I can only imagine what audiences must have felt when they saw the first moving pictures played backwards--seeing them played forwards was a novel-enough (and revolutionary) idea, but the simple idea of reversing the direction of the film would have proved to be equally fascinating.
Imagine the first time you witnessed a staged train wreck on film, back there in 1897, and imagine being able to see it played over and over again, until you were filled. I'm not so sure that there were even any still photographs of a train wreck as it occurred to this point, even with advances in film speed and lens, so seeing the even unfold in front of you at leisure must have been overwhelming. Now imagine these same folks seeing the event and watching the locomotives reconstitute themselves. It would have been an extraordinary event. Even observing the Etienne Marey sequences and seeing what actually happens when a person bends over to pick up a pail of water would have revealed almost as much in new detail as when Galileo was in the middle of his earliest observations.
Looking at things backwards is a good idea so far as thinking about engineering problems and of course in checking experimental results in the sciences--its not so good an idea though to change the results produced by the scientific method because they're not a good intuitive fit to expected parameters.
Such was the cased with the first (and successful) employment of a computer to predict the outcome of a presidential election. THe computer was the UNIVAC (the world's first commercial computer and a blazingly fast machine at 10k operations a second, nearly six orders of magnitude lower than "superfast" by contemporary standards), which was brought in by Remington Rand to CBS News to crunch the numbers on the tight race between General Dwight Eisenhower and Gov. Adlai Stevenson (II) on 4 November 1952. (Stevenson was the son of a former U.S. Vice President and would run again against Eisenhower in 1956.) Pioneers Pres Eckert and John Mauchley, along with Max Woodbury (and programmer Harold Sweeney, who is seated at the UNIVAC's control panel and who seems never to be mentioned in the iconic photo at top, with Eckert at center and anchorman Walter Cronkite at left). CBS News Chief Sig Mickelson and Cronkite were not comfortable with the proposal, but ran with it anyway, sensing a moment of the-future-is-now.

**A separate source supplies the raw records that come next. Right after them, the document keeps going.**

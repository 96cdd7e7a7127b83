//! Shareable text form of routes and records.
//!
//! `prefix ++ base64(zip(deflate(msgpack(value))))`. The prefix names the
//! payload kind and format version.

use crate::error::{RaceError, Result};
use crate::record::Record;
use crate::route::{Route, RouteDocument};
use base64::engine::general_purpose::STANDARD;
use base64::Engine;
use serde::de::DeserializeOwned;
use serde::Serialize;
use std::io::{Cursor, Read, Write};
use zip::write::SimpleFileOptions;
use zip::{CompressionMethod, ZipArchive, ZipWriter};

pub const ROUTE_PREFIX: &str = "RTE1:";
pub const RECORD_PREFIX: &str = "REC1:";

const ENTRY_NAME: &str = "payload.msgpack";

/// Encode a route's definition (triggers, flags, retention; no records).
pub fn export_route(route: &Route) -> Result<String> {
    pack(ROUTE_PREFIX, &route.to_document())
}

pub fn import_route(text: &str) -> Result<RouteDocument> {
    unpack(ROUTE_PREFIX, text)
}

pub fn export_record(record: &Record) -> Result<String> {
    pack(RECORD_PREFIX, record)
}

pub fn import_record(text: &str) -> Result<Record> {
    unpack(RECORD_PREFIX, text)
}

/// Check that an imported record belongs on `route`.
///
/// Rejects a record captured against different trigger geometry and a
/// record the route already holds.
pub fn verify_record(route: &Route, record: &Record) -> Result<()> {
    if record.geometry_hash != route.geometry_hash() {
        return Err(RaceError::HashMismatch {
            record: record.geometry_hash.clone(),
            route: route.geometry_hash().to_string(),
        });
    }
    if route.has_record(record.id) {
        return Err(RaceError::DuplicateRecord(record.id));
    }
    Ok(())
}

fn pack<T: Serialize>(prefix: &str, value: &T) -> Result<String> {
    let bytes = rmp_serde::to_vec_named(value).map_err(|e| RaceError::Export(e.to_string()))?;

    let mut zip = ZipWriter::new(Cursor::new(Vec::new()));
    let options = SimpleFileOptions::default().compression_method(CompressionMethod::Deflated);
    zip.start_file(ENTRY_NAME, options)
        .map_err(|e| RaceError::Export(format!("zip entry: {}", e)))?;
    zip.write_all(&bytes)
        .map_err(|e| RaceError::Export(format!("zip write: {}", e)))?;
    let archive = zip
        .finish()
        .map_err(|e| RaceError::Export(format!("zip finish: {}", e)))?
        .into_inner();

    Ok(format!("{}{}", prefix, STANDARD.encode(archive)))
}

fn unpack<T: DeserializeOwned>(prefix: &str, text: &str) -> Result<T> {
    let body = text
        .trim()
        .strip_prefix(prefix)
        .ok_or_else(|| RaceError::Import(format!("expected a {} payload", prefix)))?;

    let archive = STANDARD
        .decode(body)
        .map_err(|e| RaceError::Import(format!("base64: {}", e)))?;

    let mut zip = ZipArchive::new(Cursor::new(archive))
        .map_err(|e| RaceError::Import(format!("zip: {}", e)))?;
    let mut entry = zip
        .by_index(0)
        .map_err(|e| RaceError::Import(format!("zip entry: {}", e)))?;
    let mut bytes = Vec::new();
    entry
        .read_to_end(&mut bytes)
        .map_err(|e| RaceError::Import(format!("inflate: {}", e)))?;

    rmp_serde::from_slice(&bytes).map_err(|e| RaceError::Import(format!("decode: {}", e)))
}
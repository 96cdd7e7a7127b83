//! Error types for the race environment abstraction.

use thiserror::Error;

/// Errors that can occur in the environment abstraction layer.
#[derive(Debug, Error)]
pub enum EnvError {
    /// The world snapshot provider could not produce a snapshot
    #[error("Snapshot unavailable: {0}")]
    SnapshotUnavailable(String),

    /// A tracked actor disappeared between ticks
    #[error("Actor not tracked: {0}")]
    ActorNotTracked(String),
}

impl EnvError {
    /// Creates a snapshot error.
    pub fn snapshot(msg: impl Into<String>) -> Self {
        Self::SnapshotUnavailable(msg.into())
    }

    /// Creates an untracked-actor error.
    pub fn untracked(actor: impl std::fmt::Display) -> Self {
        Self::ActorNotTracked(actor.to_string())
    }
}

The Eisenhower/Stevenson race was seen by the large majority of pundits to be too close to call, so when the UNIVAC's results pointed to a landslide for Eisenhower (438 electoral votes and 43 states to Stevenson with 93 electoral votes and 5 states) folks got very sweaty and nervous, not trusting the outcome. As this was still a very early age in human-machine interaction, and the computed results fell far away from perception and expected response, changes were made in the UNIVAC's programming to determine a more "reasonable" response by the machine, the new results making the race very tight and fitting human expectations and giving Eisenhower a very slim margin of victory. As poll results started to sweep in an hour or so later indicating that Eisenhower was showing with a huge victory, the UNIVAC was again reprogrammed and at about midnight the announcement was made that the UNIVAC had indeed been correct in the first place. The final results were 442 electoral votes for Eisenhower and 89 for Stevenson. In the next presidential election in 1956 the three networks all had computers working for them--with them--and a different perception had been formed on working with computers.